以上より、第9フェーズでは、以下の項目について、検討・評価を行う。
評価WG
目的:
状態監視技術としてこれまで検討してきた技術(以下、検討技術という)に関して、実機適用性能に関する評価を行うとともに、現状のCMT技術の原子力プラントの適用実績についても調査・評価し、保全最適化に向けた状態監視技術の適用の拡大を検討する。
- 従来成果のとりまとめ
- 現状技術の適用実績の調査・評価
- 総合評価
技術WG
- 「腐食減肉モニタリング技術としてのパルス渦電流探傷法の有効性評価研究」
近年強い注目を集めているパルス渦電流探傷法(Pulsed eddy current testing)に関し、配管肉厚評価における通常のECTとの差異の有無及びその度合いを定量的に明らかにする。 - 「時系列データによるAIを用いた状態診断の検討」
機器の状態を音響で診断する音響診断技術について、ノイズ影響を低減し状態診断精度を高めることを目的として、ディープなネットワーク構造を持つAIモデル(環境音分類AIなど)を用いた状態診断の検討を行う。さらに、振動センサで得られるデータなどへの適用性についても検討する。
期待される成果
- CMT分科会にて長年蓄積してきた状態監視技術の実機適用性を評価することにより、保全最適化に向けた状態監視技術の適用の拡大の見通しが得られる。

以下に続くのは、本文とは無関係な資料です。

//! Connected-wallet state.
//!
//! Wraps a browser wallet extension ([`WalletProvider`]) and tracks which
//! account, if any, is connected. Independent of the verification session.

mod connection;
mod provider;

use serde::Serialize;

pub use connection::WalletConnection;
pub use provider::{ProviderError, WalletProvider};
#[cfg(any(test, feature = "mocks"))]
pub use provider::MockWalletProvider;

/// Severity of a user-facing wallet notification.
#[derive(Debug, Clone, Copy, PartialEq, Eq, Serialize)]
#[serde(rename_all = "lowercase")]
pub enum NotificationKind {
    Success,
    Error,
    Warning,
    Info,
}

impl NotificationKind {
    pub fn title(self) -> &'static str {
        match self {
            Self::Success => "Success!",
            Self::Error => "Error!",
            Self::Warning => "Warning!",
            Self::Info => "Info",
        }
    }
}

/// A message the host shows as a toast or dialog.
#[derive(Debug, Clone, PartialEq, Eq, Serialize)]
pub struct Notification {
    pub kind: NotificationKind,
    pub title: &'static str,
    pub message: String,
}

impl Notification {
    pub fn new(kind: NotificationKind, message: impl Into<String>) -> Self {
        Self {
            kind,
            title: kind.title(),
            message: message.into(),
        }
    }
}

#[derive(Debug, Clone, PartialEq, Eq, Serialize)]
pub struct ConnectionStatus {
    #[serde(rename = "isConnected")]
    pub is_connected: bool,
    pub account: Option<String>,
    #[serde(rename = "truncatedAccount")]
    pub truncated_account: Option<String>,
}

#[derive(Debug, Clone, PartialEq, Eq, Serialize)]
pub struct NetworkInfo {
    /// As reported, e.g. `0x1`.
    #[serde(rename = "chainId")]
    pub chain_id: String,
    #[serde(rename = "chainIdDecimal")]
    pub chain_id_decimal: u64,
}

/// `0x1234...abcd`. Strings too short to shorten are returned as is.
pub fn truncate_address(address: &str) -> String {
    let chars: Vec<char> = address.chars().collect();
    if chars.len() <= 10 {
        return address.to_owned();
    }

    let head: String = chars[..6].iter().collect();
    let tail: String = chars[chars.len() - 4..].iter().collect();
    format!("{head}...{tail}")
}

/// Parses a `0x`-prefixed hex quantity.
pub(crate) fn parse_hex_quantity(value: &str) -> Option<u128> {
    let digits = value
        .strip_prefix("0x")
        .or_else(|| value.strip_prefix("0X"))
        .unwrap_or(value);

    if digits.is_empty() {
        return None;
    }

    u128::from_str_radix(digits, 16).ok()
}

/// Formats a wei amount as ether with four decimals.
pub fn format_ether(wei: u128) -> String {
    const WEI_PER_ETHER: f64 = 1e18;
    // display only; f64 precision is plenty for four decimals
    #[allow(clippy::cast_precision_loss)]
    let ether = wei as f64 / WEI_PER_ETHER;
    format!("{ether:.4}")
}

#[cfg(test)]
mod tests {
    use super::*;

    #[test]
    fn test_truncate_address() {
        assert_eq!(
            truncate_address("0x52908400098527886E0F7030069857D2E4169EE7"),
            "0x5290...9EE7"
        );
        assert_eq!(truncate_address("0x1234"), "0x1234");
        assert_eq!(truncate_address(""), "");
    }

    #[test]
    fn test_parse_hex_quantity() {
        assert_eq!(parse_hex_quantity("0x1"), Some(1));
        assert_eq!(parse_hex_quantity("0x89"), Some(137));
        assert_eq!(parse_hex_quantity("ff"), Some(255));
        assert_eq!(parse_hex_quantity("0x"), None);
        assert_eq!(parse_hex_quantity("0xzz"), None);
    }

    #[test]
    fn test_format_ether() {
        assert_eq!(format_ether(0), "0.0000");
        assert_eq!(format_ether(1_500_000_000_000_000_000), "1.5000");
        assert_eq!(format_ether(123_456_789_000_000), "0.0001");
    }

    #[test]
    fn test_notification_titles() {
        assert_eq!(Notification::new(NotificationKind::Success, "ok").title, "Success!");
        assert_eq!(Notification::new(NotificationKind::Info, "hm").title, "Info");
    }
}
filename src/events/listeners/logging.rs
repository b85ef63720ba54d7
use crate::events::{Listener, SiteEvent};

/// Writes one `log` line per site event.
///
/// Routine events go out at the configured level. Expired sessions, failed
/// wallet connections and failed post loads are raised to at least `Warn`.
/// Wallet addresses are shortened.
///
/// ```rust,ignore
/// nolyx::register_event_listeners(|registry| {
///     registry.listen(LoggingListener::with_level(log::Level::Debug));
/// });
/// ```
pub struct LoggingListener {
    level: log::Level,
}

impl LoggingListener {
    /// Routine events at `Info`.
    pub fn new() -> Self {
        Self::with_level(log::Level::Info)
    }

    pub fn with_level(level: log::Level) -> Self {
        Self { level }
    }

    fn level_for(&self, event: &SiteEvent) -> log::Level {
        if event.is_failure() {
            self.level.min(log::Level::Warn)
        } else {
            self.level
        }
    }
}

impl Default for LoggingListener {
    fn default() -> Self {
        Self::new()
    }
}

impl Listener for LoggingListener {
    fn handle(&self, event: &SiteEvent) {
        log::log!(
            target: "nolyx::events",
            self.level_for(event),
            "event={}{}",
            event.name(),
            details(event)
        );
    }
}

fn details(event: &SiteEvent) -> String {
    match event {
        SiteEvent::SessionCreated { expires_at, .. }
        | SiteEvent::SessionExtended { expires_at, .. } => {
            format!(", expires_at={}", expires_at.to_rfc3339())
        }
        SiteEvent::SessionExpired { expired_at, .. } => {
            format!(", expired_at={}", expired_at.to_rfc3339())
        }
        SiteEvent::VerificationRequired { redirect_to, .. } => {
            format!(", redirect_to=\"{redirect_to}\"")
        }
        SiteEvent::WalletConnected { account, .. } => {
            format!(", account={}", crate::wallet::truncate_address(account))
        }
        SiteEvent::WalletAccountChanged { account, .. } => match account {
            Some(account) => format!(", account={}", crate::wallet::truncate_address(account)),
            None => ", account=none".to_owned(),
        },
        SiteEvent::WalletConnectFailed { code, reason, .. } => match code {
            Some(code) => format!(", code={code}, reason=\"{reason}\""),
            None => format!(", reason=\"{reason}\""),
        },
        SiteEvent::PostsLoaded { count, .. } => format!(", count={count}"),
        SiteEvent::PostsLoadFailed { reason, .. } => format!(", reason=\"{reason}\""),
        SiteEvent::SessionCleared { .. } | SiteEvent::WalletDisconnected { .. } => String::new(),
    }
}

#[cfg(test)]
mod tests {
    use super::*;
    use chrono::Utc;

    #[test]
    fn test_failures_raised_to_warn() {
        let listener = LoggingListener::with_level(log::Level::Debug);
        let now = Utc::now();

        let failed = SiteEvent::PostsLoadFailed {
            reason: "HTTP status 503".to_owned(),
            at: now,
        };
        let loaded = SiteEvent::PostsLoaded { count: 4, at: now };

        assert_eq!(listener.level_for(&failed), log::Level::Warn);
        assert_eq!(listener.level_for(&loaded), log::Level::Debug);
    }

    #[test]
    fn test_error_level_is_kept_for_failures() {
        let listener = LoggingListener::with_level(log::Level::Error);
        let event = SiteEvent::SessionExpired {
            expired_at: Utc::now(),
            at: Utc::now(),
        };

        assert_eq!(listener.level_for(&event), log::Level::Error);
    }

    #[test]
    fn test_details_shorten_accounts() {
        let event = SiteEvent::WalletConnected {
            account: "0x52908400098527886E0F7030069857D2E4169EE7".to_owned(),
            at: Utc::now(),
        };

        assert_eq!(details(&event), ", account=0x5290...9EE7");
    }

    #[test]
    fn test_details_connect_failure() {
        let event = SiteEvent::WalletConnectFailed {
            code: Some(4001),
            reason: "rejected".to_owned(),
            at: Utc::now(),
        };

        assert_eq!(details(&event), ", code=4001, reason=\"rejected\"");
        assert_eq!(details(&SiteEvent::SessionCleared { at: Utc::now() }), "");
    }

    #[test]
    fn test_handle() {
        let listener = LoggingListener::default();

        // should not panic
        listener.handle(&SiteEvent::WalletDisconnected { at: Utc::now() });
    }
}
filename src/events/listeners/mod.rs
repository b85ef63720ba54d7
//! Built-in event listeners.
//!
//! Use them with [`register_event_listeners`](crate::register_event_listeners).

mod logging;
#[cfg(feature = "tracing")]
mod tracing;

pub use logging::LoggingListener;
#[cfg(feature = "tracing")]
pub use self::tracing::TracingListener;
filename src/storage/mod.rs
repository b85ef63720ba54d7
//! Browser-style persistence areas.
//!
//! The site keeps its verification state in two areas with the semantics of
//! the browser `Storage` API:
//!
//! | Area | Lifetime | Default implementation |
//! |------|----------|------------------------|
//! | durable | survives restarts | [`FileStore`] |
//! | volatile | one tab, cleared on close | [`MemoryStore`] |
//!
//! [`SessionStore`] layers the verification record on top of a pair of them.

mod file_store;
mod memory_store;
mod session_store;

use std::sync::Arc;

pub use file_store::FileStore;
pub use memory_store::MemoryStore;
pub use session_store::SessionStore;

use crate::NolyxError;

/// A synchronous string key/value area.
///
/// Calls never suspend, so a read-modify-write made through one handle
/// cannot be interleaved by another task in the same tab.
pub trait KeyValueStore: Send + Sync {
    /// Returns the value under `key`, or `None` when absent.
    fn get(&self, key: &str) -> Result<Option<String>, NolyxError>;

    /// Stores `value` under `key`, replacing any previous value.
    fn set(&self, key: &str, value: &str) -> Result<(), NolyxError>;

    /// Removes `key`. Removing an absent key is not an error.
    fn remove(&self, key: &str) -> Result<(), NolyxError>;
}

impl<T: KeyValueStore + ?Sized> KeyValueStore for Arc<T> {
    fn get(&self, key: &str) -> Result<Option<String>, NolyxError> {
        (**self).get(key)
    }

    fn set(&self, key: &str, value: &str) -> Result<(), NolyxError> {
        (**self).set(key, value)
    }

    fn remove(&self, key: &str) -> Result<(), NolyxError> {
        (**self).remove(key)
    }
}
//! Core of the Nolyx Society site.
//!
//! - [`session`]: CAPTCHA-backed verification sessions kept in browser-style storage
//! - [`storage`]: durable and volatile key/value areas
//! - [`verification`]: the verification page submit flow and CAPTCHA helpers
//! - [`blog`]: post fetching, filtering, pagination and slugs
//! - [`wallet`]: connected-wallet state over a browser wallet extension
//! - [`events`]: observer hooks fired by all of the above
//!
//! Host primitives (storage, navigation, tab visibility, the wallet extension,
//! the remote content endpoint) are traits. The host injects them; nothing here
//! reaches for a global session object.

pub mod blog;
pub mod config;
pub mod events;
pub mod session;
pub mod storage;
pub mod verification;
pub mod wallet;

pub use config::NolyxConfig;
pub use events::{dispatch, register_event_listeners, SiteEvent};
pub use session::{
    Navigator, PageVisibility, SessionInfo, SessionManager, SessionMonitor, SessionRecord,
    SessionState,
};
pub use storage::{FileStore, KeyValueStore, MemoryStore, SessionStore};

#[cfg(any(test, feature = "mocks"))]
pub use session::RecordingNavigator;
#[cfg(any(test, feature = "mocks"))]
pub use wallet::MockWalletProvider;

use std::fmt;

#[derive(Debug, Clone, PartialEq)]
pub enum NolyxError {
    StorageError(String),
    SerializationError(String),
    CaptchaMissing,
    CaptchaInvalid,
    VerificationInProgress,
    FetchError(String),
    InvalidPayload(String),
    WalletUnavailable,
    WalletRejected,
    WalletRequestPending,
    WalletError(String),
}

impl std::error::Error for NolyxError {}

impl fmt::Display for NolyxError {
    fn fmt(&self, f: &mut fmt::Formatter<'_>) -> fmt::Result {
        match self {
            NolyxError::StorageError(msg) => write!(f, "Storage error: {}", msg),
            NolyxError::SerializationError(msg) => write!(f, "Serialization error: {}", msg),
            NolyxError::CaptchaMissing => write!(f, "Please complete the CAPTCHA verification"),
            NolyxError::CaptchaInvalid => write!(f, "CAPTCHA response is malformed"),
            NolyxError::VerificationInProgress => {
                write!(f, "Verification is already being submitted")
            }
            NolyxError::FetchError(msg) => write!(f, "Failed to load content: {}", msg),
            NolyxError::InvalidPayload(msg) => write!(f, "Unexpected content payload: {}", msg),
            NolyxError::WalletUnavailable => write!(f, "Wallet extension not detected"),
            NolyxError::WalletRejected => write!(f, "Wallet connection request was rejected"),
            NolyxError::WalletRequestPending => {
                write!(f, "Wallet connection request is already pending")
            }
            NolyxError::WalletError(msg) => write!(f, "Wallet error: {}", msg),
        }
    }
}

- 機器の異常の兆候を早期に検知し、異常の進展を確実に把握・評価する方法の見通しが得られる。
調査期間と参加費
- 調査期間:2022年8月~2024年3月(約2年間)
- 参加費:原子力関連事業者:50万円/年、他産業事業者:40万円/年、学識経験者:無料
分科会の構成
- 参加機関:電力事業者及び関連企業、プラントメーカ、大学及び研究機関 等
- 分科会等:参加各機関からの委員によって構成される。分科会の下に幹事会を設け、分科会運営等を行う。また、委員の参加による評価WG及び技術WGを設け、これまで検討してきた技術の評価や試験等の計画、実施、評価等を行う。
活動予定
- 分科会:3回/年
- 幹事会:随時
- 評価WG、技術WG:随時
成果報告の形態
成果は、分科会およびブリテンにより逐次報告する。
尚、成果の活用は参加各機関に限られる。また、本分科会の成果が、保全技術者の確保や
実質的な産学協同による成果の達成などの良い例となることが期待される。